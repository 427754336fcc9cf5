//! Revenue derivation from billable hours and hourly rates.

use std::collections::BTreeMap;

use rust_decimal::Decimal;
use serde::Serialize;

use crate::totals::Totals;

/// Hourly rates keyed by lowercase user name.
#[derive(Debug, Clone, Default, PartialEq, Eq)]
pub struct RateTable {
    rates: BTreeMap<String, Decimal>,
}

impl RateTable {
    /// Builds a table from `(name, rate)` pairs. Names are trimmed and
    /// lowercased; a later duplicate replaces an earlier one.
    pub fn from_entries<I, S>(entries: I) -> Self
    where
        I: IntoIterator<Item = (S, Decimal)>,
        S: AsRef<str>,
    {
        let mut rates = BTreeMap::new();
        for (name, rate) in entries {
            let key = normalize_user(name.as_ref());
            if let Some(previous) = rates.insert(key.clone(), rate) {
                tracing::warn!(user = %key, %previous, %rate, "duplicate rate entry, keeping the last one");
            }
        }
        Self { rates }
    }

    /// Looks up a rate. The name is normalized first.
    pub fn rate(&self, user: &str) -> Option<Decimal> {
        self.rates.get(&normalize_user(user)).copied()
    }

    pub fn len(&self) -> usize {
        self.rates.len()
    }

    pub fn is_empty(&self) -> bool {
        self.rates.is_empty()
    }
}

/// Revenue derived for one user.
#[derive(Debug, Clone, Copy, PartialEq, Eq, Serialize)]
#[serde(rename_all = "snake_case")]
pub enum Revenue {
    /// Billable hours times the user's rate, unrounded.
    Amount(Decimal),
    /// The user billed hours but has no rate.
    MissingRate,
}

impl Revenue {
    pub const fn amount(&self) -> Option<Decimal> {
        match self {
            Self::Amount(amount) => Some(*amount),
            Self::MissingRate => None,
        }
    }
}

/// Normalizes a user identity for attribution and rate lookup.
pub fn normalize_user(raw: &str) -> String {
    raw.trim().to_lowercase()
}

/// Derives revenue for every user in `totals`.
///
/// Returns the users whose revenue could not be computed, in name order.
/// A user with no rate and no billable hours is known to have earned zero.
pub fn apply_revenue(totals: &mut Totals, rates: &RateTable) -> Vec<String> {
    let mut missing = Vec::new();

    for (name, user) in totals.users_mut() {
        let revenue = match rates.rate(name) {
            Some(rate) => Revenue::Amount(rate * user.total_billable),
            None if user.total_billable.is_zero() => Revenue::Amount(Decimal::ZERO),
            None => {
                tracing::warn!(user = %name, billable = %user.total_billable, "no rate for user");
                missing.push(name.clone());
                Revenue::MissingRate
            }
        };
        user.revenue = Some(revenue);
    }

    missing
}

##############################

## ACTIVITY
What are the lines above that hold the string "BTreeMap"? Copy them.

## OUTPUT FOR THIS EXERCISE
use std::collections::BTreeMap;
    rates: BTreeMap<String, Decimal>,
        let mut rates = BTreeMap::new();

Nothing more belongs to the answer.